— WHAT IS BEING ASKED —
When a line in the records contains the string "Duration", copy that line.

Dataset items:
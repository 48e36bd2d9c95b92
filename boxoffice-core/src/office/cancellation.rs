//! Ticket cancellation and refund.

use crate::entities::PartyId;
use crate::error::OfficeError;
use crate::events::Notice;
use crate::payments::Transfer;
use crate::utils::refund_window::refund_deadline;

use super::BoxOffice;

impl BoxOffice {
    /// Cancel the caller's ticket and refund its paid price.
    ///
    /// Allowed strictly before `event_date - refund_window`; at or after
    /// that instant the window is closed. Removal swaps the last ticket
    /// into the vacated slot, so collection order does not survive.
    ///
    /// The removal and the rail transfer are one atomic unit: a failed
    /// transfer puts the ticket back and leaves the balance untouched.
    ///
    /// Returns the refunded amount.
    pub async fn cancel_ticket(
        &mut self,
        caller: &PartyId,
        event_id: &str,
    ) -> Result<u64, OfficeError> {
        let _permit = self.gate.enter()?;
        let now = self.clock.now();

        let (index, paid_price) = self
            .user_ticket(event_id, caller)
            .map(|(index, ticket)| (index, ticket.paid_price))
            .ok_or(OfficeError::TicketNotFound)?;

        // A found ticket implies the event exists.
        let event = self
            .events
            .get(event_id)
            .ok_or(OfficeError::Invariant("event vanished during cancellation"))?;
        if now >= refund_deadline(event.event_date, self.refund_window) {
            return Err(OfficeError::RefundWindowClosed);
        }
        let id = event.event_id.clone();

        let debited = self
            .balance
            .checked_sub(paid_price)
            .ok_or(OfficeError::Invariant("refund exceeds held balance"))?;

        let removed = self
            .events
            .get_mut(event_id)
            .ok_or(OfficeError::Invariant("event vanished during cancellation"))?
            .tickets
            .swap_remove(index);
        if removed.owner != *caller {
            // Lookup and removal disagree about who sits at `index`.
            if let Some(event) = self.events.get_mut(event_id) {
                event.tickets.push(removed);
            }
            return Err(OfficeError::Invariant(
                "removed ticket does not belong to the caller",
            ));
        }

        let transfer = Transfer::cancellation_refund(caller.clone(), paid_price, id.clone());
        if let Err(rail_err) = self.rail.transfer(transfer).await {
            // All-or-nothing: the ticket goes back in.
            if let Some(event) = self.events.get_mut(event_id) {
                event.tickets.push(removed);
            }
            return Err(OfficeError::Payment(rail_err));
        }
        self.balance = debited;

        self.emit(Notice::TicketCancelled {
            buyer: caller.clone(),
            event_id: id,
            refunded: paid_price,
        })
        .await;

        Ok(paid_price)
    }
}

#[cfg(test)]
mod tests {
    #![allow(clippy::unwrap_used)]

    use std::collections::HashSet;

    use super::super::testing::{ADMIN, attendee, draft, drain, office, party};
    use crate::error::OfficeError;
    use crate::events::Notice;
    use crate::payments::TransferReason;
    use time::Duration;

    #[tokio::test]
    async fn test_cancel_without_ticket() {
        let mut fixture = office();
        let admin = party(ADMIN);

        // unknown event and known event without a ticket look the same
        let err = fixture
            .office
            .cancel_ticket(&party("alice"), "ev1")
            .await
            .unwrap_err();
        assert!(matches!(err, OfficeError::TicketNotFound));

        let event_id = fixture
            .office
            .create_event(&admin, draft("Recital", 10, 500, &fixture.clock))
            .await
            .unwrap();
        let err = fixture
            .office
            .cancel_ticket(&party("alice"), event_id.as_str())
            .await
            .unwrap_err();
        assert!(matches!(err, OfficeError::TicketNotFound));
    }

    #[tokio::test]
    async fn test_cancellation_refunds_the_paid_price() {
        let mut fixture = office();
        let admin = party(ADMIN);
        let alice = party("alice");
        let event_id = fixture
            .office
            .create_event(&admin, draft("Recital", 10, 500, &fixture.clock))
            .await
            .unwrap();
        fixture
            .office
            .buy_ticket(&alice, event_id.as_str(), attendee("alice"), 500)
            .await
            .unwrap();

        let refunded = fixture
            .office
            .cancel_ticket(&alice, event_id.as_str())
            .await
            .unwrap();
        assert_eq!(refunded, 500);

        let transfers = fixture.rail.recorded();
        assert_eq!(transfers.len(), 1);
        assert_eq!(transfers[0].to, alice);
        assert_eq!(transfers[0].amount, 500);
        assert!(matches!(
            transfers[0].reason,
            TransferReason::CancellationRefund { event_id: ref id } if *id == event_id
        ));

        // purchase followed by cancellation nets to zero held funds
        assert_eq!(fixture.office.balance(&admin).unwrap(), 0);
        assert!(
            fixture
                .office
                .user_ticket(event_id.as_str(), &alice)
                .is_none()
        );

        let notices = drain(&mut fixture.notices);
        assert!(notices.iter().any(|n| matches!(
            n,
            Notice::TicketCancelled { buyer, event_id: id, refunded: 500 }
                if *buyer == alice && *id == event_id
        )));
    }

    #[tokio::test]
    async fn test_cancellation_fails_at_the_deadline() {
        let mut fixture = office();
        let admin = party(ADMIN);
        let alice = party("alice");
        let event_id = fixture
            .office
            .create_event(&admin, draft("Recital", 10, 500, &fixture.clock))
            .await
            .unwrap();
        fixture
            .office
            .buy_ticket(&alice, event_id.as_str(), attendee("alice"), 500)
            .await
            .unwrap();

        // event is 7 days out, refund window 1 day: the deadline is day 6
        fixture.clock.advance(Duration::days(6));
        let err = fixture
            .office
            .cancel_ticket(&alice, event_id.as_str())
            .await
            .unwrap_err();
        assert!(matches!(err, OfficeError::RefundWindowClosed));

        // the ticket collection is unchanged
        let tickets = fixture
            .office
            .participants(&admin, event_id.as_str())
            .unwrap();
        assert_eq!(tickets.len(), 1);
        assert_eq!(fixture.office.balance(&admin).unwrap(), 500);
    }

    #[tokio::test]
    async fn test_cancellation_succeeds_just_before_the_deadline() {
        let mut fixture = office();
        let admin = party(ADMIN);
        let alice = party("alice");
        let event_id = fixture
            .office
            .create_event(&admin, draft("Recital", 10, 500, &fixture.clock))
            .await
            .unwrap();
        fixture
            .office
            .buy_ticket(&alice, event_id.as_str(), attendee("alice"), 500)
            .await
            .unwrap();

        fixture
            .clock
            .advance(Duration::days(6) - Duration::seconds(1));
        fixture
            .office
            .cancel_ticket(&alice, event_id.as_str())
            .await
            .unwrap();
    }

    #[tokio::test]
    async fn test_cancelled_ticket_cannot_be_cancelled_again() {
        let mut fixture = office();
        let admin = party(ADMIN);
        let alice = party("alice");
        let event_id = fixture
            .office
            .create_event(&admin, draft("Recital", 10, 500, &fixture.clock))
            .await
            .unwrap();
        fixture
            .office
            .buy_ticket(&alice, event_id.as_str(), attendee("alice"), 500)
            .await
            .unwrap();

        fixture
            .office
            .cancel_ticket(&alice, event_id.as_str())
            .await
            .unwrap();
        let err = fixture
            .office
            .cancel_ticket(&alice, event_id.as_str())
            .await
            .unwrap_err();
        assert!(matches!(err, OfficeError::TicketNotFound));
    }

    #[tokio::test]
    async fn test_buyer_can_rebuy_after_cancelling() {
        let mut fixture = office();
        let admin = party(ADMIN);
        let alice = party("alice");
        let event_id = fixture
            .office
            .create_event(&admin, draft("Recital", 10, 500, &fixture.clock))
            .await
            .unwrap();

        fixture
            .office
            .buy_ticket(&alice, event_id.as_str(), attendee("alice"), 500)
            .await
            .unwrap();
        fixture
            .office
            .cancel_ticket(&alice, event_id.as_str())
            .await
            .unwrap();
        fixture
            .office
            .buy_ticket(&alice, event_id.as_str(), attendee("alice"), 500)
            .await
            .unwrap();

        assert_eq!(fixture.office.balance(&admin).unwrap(), 500);
    }

    #[tokio::test]
    async fn test_removal_takes_exactly_one_ticket_and_keeps_the_rest() {
        let mut fixture = office();
        let admin = party(ADMIN);
        let event_id = fixture
            .office
            .create_event(&admin, draft("Recital", 10, 500, &fixture.clock))
            .await
            .unwrap();
        for buyer in ["alice", "bob", "carol"] {
            fixture
                .office
                .buy_ticket(&party(buyer), event_id.as_str(), attendee(buyer), 500)
                .await
                .unwrap();
        }

        fixture
            .office
            .cancel_ticket(&party("alice"), event_id.as_str())
            .await
            .unwrap();

        // Exactly one ticket gone. Collection order is NOT guaranteed to
        // survive removal, so compare as a set.
        let owners: HashSet<String> = fixture
            .office
            .participants(&admin, event_id.as_str())
            .unwrap()
            .iter()
            .map(|t| t.owner.as_str().to_string())
            .collect();
        assert_eq!(
            owners,
            HashSet::from(["bob".to_string(), "carol".to_string()])
        );

        // Lookup still finds the survivors at their new positions.
        assert!(
            fixture
                .office
                .user_ticket(event_id.as_str(), &party("bob"))
                .is_some()
        );
        assert!(
            fixture
                .office
                .user_ticket(event_id.as_str(), &party("carol"))
                .is_some()
        );
    }

    #[tokio::test]
    async fn test_failed_refund_keeps_the_ticket() {
        let mut fixture = office();
        let admin = party(ADMIN);
        let alice = party("alice");
        let event_id = fixture
            .office
            .create_event(&admin, draft("Recital", 10, 500, &fixture.clock))
            .await
            .unwrap();
        fixture
            .office
            .buy_ticket(&alice, event_id.as_str(), attendee("alice"), 500)
            .await
            .unwrap();

        fixture.rail.start_rejecting();
        let err = fixture
            .office
            .cancel_ticket(&alice, event_id.as_str())
            .await
            .unwrap_err();
        assert!(matches!(err, OfficeError::Payment(_)));

        // Removal and transfer are one atomic unit.
        assert!(
            fixture
                .office
                .user_ticket(event_id.as_str(), &alice)
                .is_some()
        );
        assert_eq!(fixture.office.balance(&admin).unwrap(), 500);
    }
}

— REPLY —
    use time::Duration;
        fixture.clock.advance(Duration::days(6));
            .advance(Duration::days(6) - Duration::seconds(1));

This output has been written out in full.